§ **Instructions for the task**
Repeat back every line of the data, exactly.

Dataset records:

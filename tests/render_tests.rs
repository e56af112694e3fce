//! Widget rendering tests
//!
//! Draws widgets into an in-memory buffer and checks the visible text.

use ratatui::buffer::Buffer;
use ratatui::layout::Rect;
use ratatui::widgets::Widget;
use widgetry::input::{Adornment, InputField, InputKind};
use widgetry::table::{Column, DataTable, Row};
use widgetry::theme::Theme;

fn buffer_text(buf: &Buffer) -> String {
    let area = buf.area;
    let mut text = String::new();
    for y in area.top()..area.bottom() {
        for x in area.left()..area.right() {
            text.push_str(buf[(x, y)].symbol());
        }
        text.push('\n');
    }
    text
}

fn draw_table(table: &DataTable) -> String {
    let area = Rect::new(0, 0, 48, 8);
    let mut buf = Buffer::empty(area);
    table
        .widget(Theme::default_theme())
        .title("Users")
        .render(area, &mut buf);
    buffer_text(&buf)
}

fn draw_field(field: &InputField) -> String {
    let area = Rect::new(0, 0, 40, field.height());
    let mut buf = Buffer::empty(area);
    field.widget(Theme::default_theme()).render(area, &mut buf);
    buffer_text(&buf)
}

fn columns() -> Vec<Column> {
    vec![
        Column::new("name", "Name", "name").sortable(),
        Column::new("age", "Age", "age"),
    ]
}

#[test]
fn test_empty_table_shows_custom_text() {
    let table = DataTable::new(columns()).with_empty_text("Nothing here");
    let text = draw_table(&table);
    assert!(text.contains("Nothing here"));
    assert!(text.contains("Name ↕"));
}

#[test]
fn test_loading_takes_precedence_over_empty_text() {
    let table = DataTable::new(columns())
        .with_empty_text("Nothing here")
        .with_loading(true);
    let text = draw_table(&table);
    assert!(text.contains("Loading…"));
    assert!(!text.contains("Nothing here"));
}

#[test]
fn test_loading_hides_rows() {
    let table = DataTable::new(columns())
        .with_rows(vec![Row::new().with("name", "Alice").with("age", 25)])
        .with_loading(true);
    let text = draw_table(&table);
    assert!(text.contains("Loading…"));
    assert!(!text.contains("Alice"));
}

#[test]
fn test_rows_render_in_sorted_order_with_indicator() {
    let mut table = DataTable::new(columns()).with_rows(vec![
        Row::new().with("name", "Bob").with("age", 30),
        Row::new().with("name", "Alice").with("age", 25),
    ]);
    table.toggle_sort(0);
    let text = draw_table(&table);

    assert!(text.contains("Name ↑"));
    // Unsortable headers carry no indicator
    assert!(!text.contains("Age ↕"));
    let alice = text.find("Alice").expect("Alice rendered");
    let bob = text.find("Bob").expect("Bob rendered");
    assert!(alice < bob);
}

#[test]
fn test_checkbox_column_tracks_selection() {
    let mut table = DataTable::new(columns())
        .with_selectable(true)
        .with_rows(vec![
            Row::new().with("name", "Alice"),
            Row::new().with("name", "Bob"),
        ]);
    table.toggle_row(1);
    let text = draw_table(&table);
    let bob_line = text
        .lines()
        .find(|l| l.contains("Bob"))
        .expect("Bob row");
    let alice_line = text
        .lines()
        .find(|l| l.contains("Alice"))
        .expect("Alice row");
    assert!(bob_line.contains("[x]"));
    assert!(alice_line.contains("[ ]"));

    table.set_all_selected(true);
    let header = draw_table(&table)
        .lines()
        .find(|l| l.contains("Name"))
        .map(str::to_string)
        .expect("header row");
    assert!(header.contains("[x]"));
}

#[test]
fn test_input_shows_label_placeholder_and_helper() {
    let field = InputField::new()
        .label("Email")
        .placeholder("you@example.com")
        .helper_text("We never share it");
    let text = draw_field(&field);
    assert!(text.contains("Email"));
    assert!(text.contains("you@example.com"));
    assert!(text.contains("We never share it"));
}

#[test]
fn test_invalid_input_shows_error_instead_of_helper() {
    let field = InputField::new()
        .label("Email")
        .helper_text("We never share it")
        .error_message("Invalid")
        .invalid(true);
    let text = draw_field(&field);
    assert!(text.contains("Invalid"));
    assert!(!text.contains("We never share it"));
}

#[test]
fn test_password_renders_masked_until_revealed() {
    let mut field = InputField::new()
        .label("Password")
        .kind(InputKind::Password)
        .password_toggle(true)
        .with_value("hunter22");
    let text = draw_field(&field);
    assert!(!text.contains("hunter22"));
    assert!(text.contains("••••••••"));

    field.toggle_password_visibility();
    assert!(draw_field(&field).contains("hunter22"));
}

#[test]
fn test_loading_input_draws_spinner_only() {
    let field = InputField::new()
        .with_value("abc")
        .clearable(true)
        .loading(true);
    let text = draw_field(&field);
    assert!(text.contains(Adornment::Spinner.glyph()));
    assert!(!text.contains(Adornment::Clear.glyph()));
}

#[test]
fn test_focused_table_labels_checkbox_under_cursor() {
    let mut table = DataTable::new(columns())
        .with_selectable(true)
        .with_rows(vec![
            Row::new().with("name", "Alice"),
            Row::new().with("name", "Bob"),
        ]);
    let area = Rect::new(0, 0, 48, 8);
    let draw_focused = |table: &DataTable| {
        let mut buf = Buffer::empty(area);
        table
            .widget(Theme::default_theme())
            .focused(true)
            .render(area, &mut buf);
        buffer_text(&buf)
    };

    assert!(draw_focused(&table).contains("Select row 1"));
    table.cursor_down();
    assert!(draw_focused(&table).contains("Select row 2"));

    // Unfocused tables carry no label
    assert!(!draw_table(&table).contains("Select row"));
}
//! # Input Module
//!
//! A styled, controlled text input for ratatui.
//!
//! ## Components
//!
//! - [`InputField`] - field state and interaction, rendered through [`InputFieldView`]
//! - [`mod@props`] - variants, sizes, kinds and the derived status types
//!
//! ## Features
//!
//! - Label, placeholder, helper text and error message
//! - Clear control (`Ctrl+U`) proposing an empty value
//! - Password masking with an optional reveal toggle (`Ctrl+T`)
//! - Loading spinner that suppresses the other trailing controls

pub mod field;
pub mod props;

pub use field::{ChangeCallback, InputField, InputFieldView};
pub use props::{Adornment, FieldMessage, FieldStatus, InputEvent, InputKind, Size, Variant};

§ **Written solution**
filename tests/render_tests.rs
repository e56af112694e3fce
//! Widget rendering tests
//!
//! Draws widgets into an in-memory buffer and checks the visible text.

use ratatui::buffer::Buffer;
use ratatui::layout::Rect;
use ratatui::widgets::Widget;
use widgetry::input::{Adornment, InputField, InputKind};
use widgetry::table::{Column, DataTable, Row};
use widgetry::theme::Theme;

fn buffer_text(buf: &Buffer) -> String {
    let area = buf.area;
    let mut text = String::new();
    for y in area.top()..area.bottom() {
        for x in area.left()..area.right() {
            text.push_str(buf[(x, y)].symbol());
        }
        text.push('\n');
    }
    text
}

fn draw_table(table: &DataTable) -> String {
    let area = Rect::new(0, 0, 48, 8);
    let mut buf = Buffer::empty(area);
    table
        .widget(Theme::default_theme())
        .title("Users")
        .render(area, &mut buf);
    buffer_text(&buf)
}

fn draw_field(field: &InputField) -> String {
    let area = Rect::new(0, 0, 40, field.height());
    let mut buf = Buffer::empty(area);
    field.widget(Theme::default_theme()).render(area, &mut buf);
    buffer_text(&buf)
}

fn columns() -> Vec<Column> {
    vec![
        Column::new("name", "Name", "name").sortable(),
        Column::new("age", "Age", "age"),
    ]
}

#[test]
fn test_empty_table_shows_custom_text() {
    let table = DataTable::new(columns()).with_empty_text("Nothing here");
    let text = draw_table(&table);
    assert!(text.contains("Nothing here"));
    assert!(text.contains("Name ↕"));
}

#[test]
fn test_loading_takes_precedence_over_empty_text() {
    let table = DataTable::new(columns())
        .with_empty_text("Nothing here")
        .with_loading(true);
    let text = draw_table(&table);
    assert!(text.contains("Loading…"));
    assert!(!text.contains("Nothing here"));
}

#[test]
fn test_loading_hides_rows() {
    let table = DataTable::new(columns())
        .with_rows(vec![Row::new().with("name", "Alice").with("age", 25)])
        .with_loading(true);
    let text = draw_table(&table);
    assert!(text.contains("Loading…"));
    assert!(!text.contains("Alice"));
}

#[test]
fn test_rows_render_in_sorted_order_with_indicator() {
    let mut table = DataTable::new(columns()).with_rows(vec![
        Row::new().with("name", "Bob").with("age", 30),
        Row::new().with("name", "Alice").with("age", 25),
    ]);
    table.toggle_sort(0);
    let text = draw_table(&table);

    assert!(text.contains("Name ↑"));
    // Unsortable headers carry no indicator
    assert!(!text.contains("Age ↕"));
    let alice = text.find("Alice").expect("Alice rendered");
    let bob = text.find("Bob").expect("Bob rendered");
    assert!(alice < bob);
}

#[test]
fn test_checkbox_column_tracks_selection() {
    let mut table = DataTable::new(columns())
        .with_selectable(true)
        .with_rows(vec![
            Row::new().with("name", "Alice"),
            Row::new().with("name", "Bob"),
        ]);
    table.toggle_row(1);
    let text = draw_table(&table);
    let bob_line = text
        .lines()
        .find(|l| l.contains("Bob"))
        .expect("Bob row");
    let alice_line = text
        .lines()
        .find(|l| l.contains("Alice"))
        .expect("Alice row");
    assert!(bob_line.contains("[x]"));
    assert!(alice_line.contains("[ ]"));

    table.set_all_selected(true);
    let header = draw_table(&table)
        .lines()
        .find(|l| l.contains("Name"))
        .map(str::to_string)
        .expect("header row");
    assert!(header.contains("[x]"));
}

#[test]
fn test_input_shows_label_placeholder_and_helper() {
    let field = InputField::new()
        .label("Email")
        .placeholder("you@example.com")
        .helper_text("We never share it");
    let text = draw_field(&field);
    assert!(text.contains("Email"));
    assert!(text.contains("you@example.com"));
    assert!(text.contains("We never share it"));
}

#[test]
fn test_invalid_input_shows_error_instead_of_helper() {
    let field = InputField::new()
        .label("Email")
        .helper_text("We never share it")
        .error_message("Invalid")
        .invalid(true);
    let text = draw_field(&field);
    assert!(text.contains("Invalid"));
    assert!(!text.contains("We never share it"));
}

#[test]
fn test_password_renders_masked_until_revealed() {
    let mut field = InputField::new()
        .label("Password")
        .kind(InputKind::Password)
        .password_toggle(true)
        .with_value("hunter22");
    let text = draw_field(&field);
    assert!(!text.contains("hunter22"));
    assert!(text.contains("••••••••"));

    field.toggle_password_visibility();
    assert!(draw_field(&field).contains("hunter22"));
}

#[test]
fn test_loading_input_draws_spinner_only() {
    let field = InputField::new()
        .with_value("abc")
        .clearable(true)
        .loading(true);
    let text = draw_field(&field);
    assert!(text.contains(Adornment::Spinner.glyph()));
    assert!(!text.contains(Adornment::Clear.glyph()));
}

#[test]
fn test_focused_table_labels_checkbox_under_cursor() {
    let mut table = DataTable::new(columns())
        .with_selectable(true)
        .with_rows(vec![
            Row::new().with("name", "Alice"),
            Row::new().with("name", "Bob"),
        ]);
    let area = Rect::new(0, 0, 48, 8);
    let draw_focused = |table: &DataTable| {
        let mut buf = Buffer::empty(area);
        table
            .widget(Theme::default_theme())
            .focused(true)
            .render(area, &mut buf);
        buffer_text(&buf)
    };

    assert!(draw_focused(&table).contains("Select row 1"));
    table.cursor_down();
    assert!(draw_focused(&table).contains("Select row 2"));

    // Unfocused tables carry no label
    assert!(!draw_table(&table).contains("Select row"));
}
//! # Input Module
//!
//! A styled, controlled text input for ratatui.
//!
//! ## Components
//!
//! - [`InputField`] - field state and interaction, rendered through [`InputFieldView`]
//! - [`mod@props`] - variants, sizes, kinds and the derived status types
//!
//! ## Features
//!
//! - Label, placeholder, helper text and error message
//! - Clear control (`Ctrl+U`) proposing an empty value
//! - Password masking with an optional reveal toggle (`Ctrl+T`)
//! - Loading spinner that suppresses the other trailing controls

pub mod field;
pub mod props;

pub use field::{ChangeCallback, InputField, InputFieldView};
pub use props::{Adornment, FieldMessage, FieldStatus, InputEvent, InputKind, Size, Variant};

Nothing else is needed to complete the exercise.